◆ **Available records**:
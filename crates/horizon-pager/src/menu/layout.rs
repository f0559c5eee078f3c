//! Tab geometry: sizes, spacing and alignment.

use serde::{Deserialize, Serialize};

use crate::geometry::{LayoutDirection, Rect, Size};

/// Spacing between tabs when no layout delegate provides one.
pub const DEFAULT_TAB_SPACING: f32 = 24.0;

/// Horizontal placement of the tab block inside the strip.
#[derive(Debug, Clone, Copy, PartialEq, Eq, Default, Serialize, Deserialize)]
#[serde(rename_all = "lowercase")]
pub enum TabAlignment {
    /// Packed from the leading edge.
    Left,
    /// Centered as a block. Falls back to leading-edge packing on overflow.
    #[default]
    Center,
}

/// Leading inset of the first tab.
///
/// For [`TabAlignment::Center`] this is
/// `max(0, (container_width - sum(widths) - spacing * (n - 1)) / 2)`.
///
/// ```
/// use horizon_pager::menu::{TabAlignment, leading_inset};
///
/// let inset = leading_inset(TabAlignment::Center, 300.0, &[40.0, 60.0, 30.0], 8.0);
/// assert_eq!(inset, 77.0);
/// ```
pub fn leading_inset(alignment: TabAlignment, container_width: f32, widths: &[f32], spacing: f32) -> f32 {
    match alignment {
        TabAlignment::Left => 0.0,
        TabAlignment::Center if widths.is_empty() => 0.0,
        TabAlignment::Center => {
            let total_width: f32 = widths.iter().sum();
            let total_spacing = spacing * (widths.len() - 1) as f32;
            ((container_width - total_width - total_spacing) / 2.0).max(0.0)
        }
    }
}

/// Computed frames of every tab, in strip coordinates.
#[derive(Debug, Clone, PartialEq, Default)]
pub struct TabGeometry {
    frames: Vec<Rect>,
    leading_inset: f32,
    spacing: f32,
    content_width: f32,
    direction: LayoutDirection,
}

impl TabGeometry {
    /// Lay out tiles of the given sizes inside `area`, starting from the
    /// leading edge of `direction`.
    ///
    /// Tiles shorter than the area are centered vertically. In
    /// [`LayoutDirection::Rtl`] the frames are the mirror image of the Ltr
    /// frames, so the first tab sits at the right.
    pub fn compute(
        area: Rect,
        sizes: &[Size],
        spacing: f32,
        alignment: TabAlignment,
        direction: LayoutDirection,
    ) -> Self {
        let widths: Vec<f32> = sizes.iter().map(|size| size.width).collect();
        let inset = leading_inset(alignment, area.width(), &widths, spacing);

        let mut x = area.left() + inset;
        let frames: Vec<Rect> = sizes
            .iter()
            .map(|size| {
                let y = area.top() + ((area.height() - size.height) / 2.0).max(0.0);
                let frame = Rect::new(x, y, size.width, size.height);
                x += size.width + spacing;
                frame
            })
            .collect();
        let content_width = frames.last().map_or(0.0, Rect::right);

        Self {
            frames: frames.into_iter().map(|frame| direction.place(frame, area)).collect(),
            leading_inset: inset,
            spacing,
            content_width,
            direction,
        }
    }

    #[inline]
    pub fn frame(&self, index: usize) -> Option<Rect> {
        self.frames.get(index).copied()
    }

    #[inline]
    pub fn frames(&self) -> &[Rect] {
        &self.frames
    }

    #[inline]
    pub fn leading_inset(&self) -> f32 {
        self.leading_inset
    }

    #[inline]
    pub fn spacing(&self) -> f32 {
        self.spacing
    }

    #[inline]
    pub fn direction(&self) -> LayoutDirection {
        self.direction
    }

    /// Distance from the strip's leading edge to the far edge of the last
    /// tile, i.e. the scrollable content width when the tiles overflow.
    pub fn content_width(&self) -> f32 {
        self.content_width
    }

    /// Index of the tile containing the horizontal position `x`.
    pub fn tab_at(&self, x: f32) -> Option<usize> {
        self.frames
            .iter()
            .position(|frame| x >= frame.left() && x < frame.right())
    }
}

#[cfg(test)]
mod tests {
    use super::*;

    fn sizes(widths: &[f32]) -> Vec<Size> {
        widths.iter().map(|&w| Size::new(w, 42.0)).collect()
    }

    #[test]
    fn test_center_inset() {
        let inset = leading_inset(TabAlignment::Center, 300.0, &[40.0, 60.0, 30.0], 8.0);
        assert_eq!(inset, 77.0);
    }

    #[test]
    fn test_center_inset_never_negative() {
        let inset = leading_inset(TabAlignment::Center, 100.0, &[80.0, 80.0], 24.0);
        assert_eq!(inset, 0.0);
    }

    #[test]
    fn test_left_and_empty_insets() {
        assert_eq!(leading_inset(TabAlignment::Left, 300.0, &[40.0], 8.0), 0.0);
        assert_eq!(leading_inset(TabAlignment::Center, 300.0, &[], 8.0), 0.0);
    }

    #[test]
    fn test_single_tab_centered() {
        assert_eq!(leading_inset(TabAlignment::Center, 300.0, &[100.0], 24.0), 100.0);
    }

    #[test]
    fn test_compute_frames() {
        let area = Rect::new(10.0, 0.0, 300.0, 42.0);
        let geometry = TabGeometry::compute(area, &sizes(&[40.0, 60.0, 30.0]), 8.0, TabAlignment::Center, LayoutDirection::Ltr);

        assert_eq!(geometry.leading_inset(), 77.0);
        assert_eq!(geometry.frame(0), Some(Rect::new(87.0, 0.0, 40.0, 42.0)));
        assert_eq!(geometry.frame(1), Some(Rect::new(135.0, 0.0, 60.0, 42.0)));
        assert_eq!(geometry.frame(2), Some(Rect::new(203.0, 0.0, 30.0, 42.0)));
        assert_eq!(geometry.frame(3), None);
        assert_eq!(geometry.content_width(), 233.0);
    }

    #[test]
    fn test_short_tiles_centered_vertically() {
        let area = Rect::new(0.0, 0.0, 200.0, 40.0);
        let geometry = TabGeometry::compute(area, &[Size::new(50.0, 20.0)], 0.0, TabAlignment::Left, LayoutDirection::Ltr);
        assert_eq!(geometry.frame(0), Some(Rect::new(0.0, 10.0, 50.0, 20.0)));
    }

    #[test]
    fn test_tab_at() {
        let area = Rect::new(0.0, 0.0, 300.0, 42.0);
        let geometry = TabGeometry::compute(area, &sizes(&[40.0, 60.0]), 10.0, TabAlignment::Left, LayoutDirection::Ltr);

        assert_eq!(geometry.tab_at(0.0), Some(0));
        assert_eq!(geometry.tab_at(45.0), None);
        assert_eq!(geometry.tab_at(50.0), Some(1));
        assert_eq!(geometry.tab_at(110.0), None);
    }

    #[test]
    fn test_rtl_frames_start_at_the_right() {
        let area = Rect::new(10.0, 0.0, 300.0, 42.0);
        let geometry = TabGeometry::compute(
            area,
            &sizes(&[40.0, 60.0]),
            10.0,
            TabAlignment::Left,
            LayoutDirection::Rtl,
        );

        assert_eq!(geometry.frame(0), Some(Rect::new(270.0, 0.0, 40.0, 42.0)));
        assert_eq!(geometry.frame(1), Some(Rect::new(200.0, 0.0, 60.0, 42.0)));
        assert_eq!(geometry.content_width(), 120.0);
        assert_eq!(geometry.tab_at(280.0), Some(0));
        assert_eq!(geometry.tab_at(265.0), None);
        assert_eq!(geometry.tab_at(200.0), Some(1));
    }
}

◆ **Exercise prompt**:
Wherever a line in the entries holds "menu", copy that line.

◆ **Answer box**:
filename crates/horizon-pager/src/menu/layout.rs
/// use horizon_pager::menu::{TabAlignment, leading_inset};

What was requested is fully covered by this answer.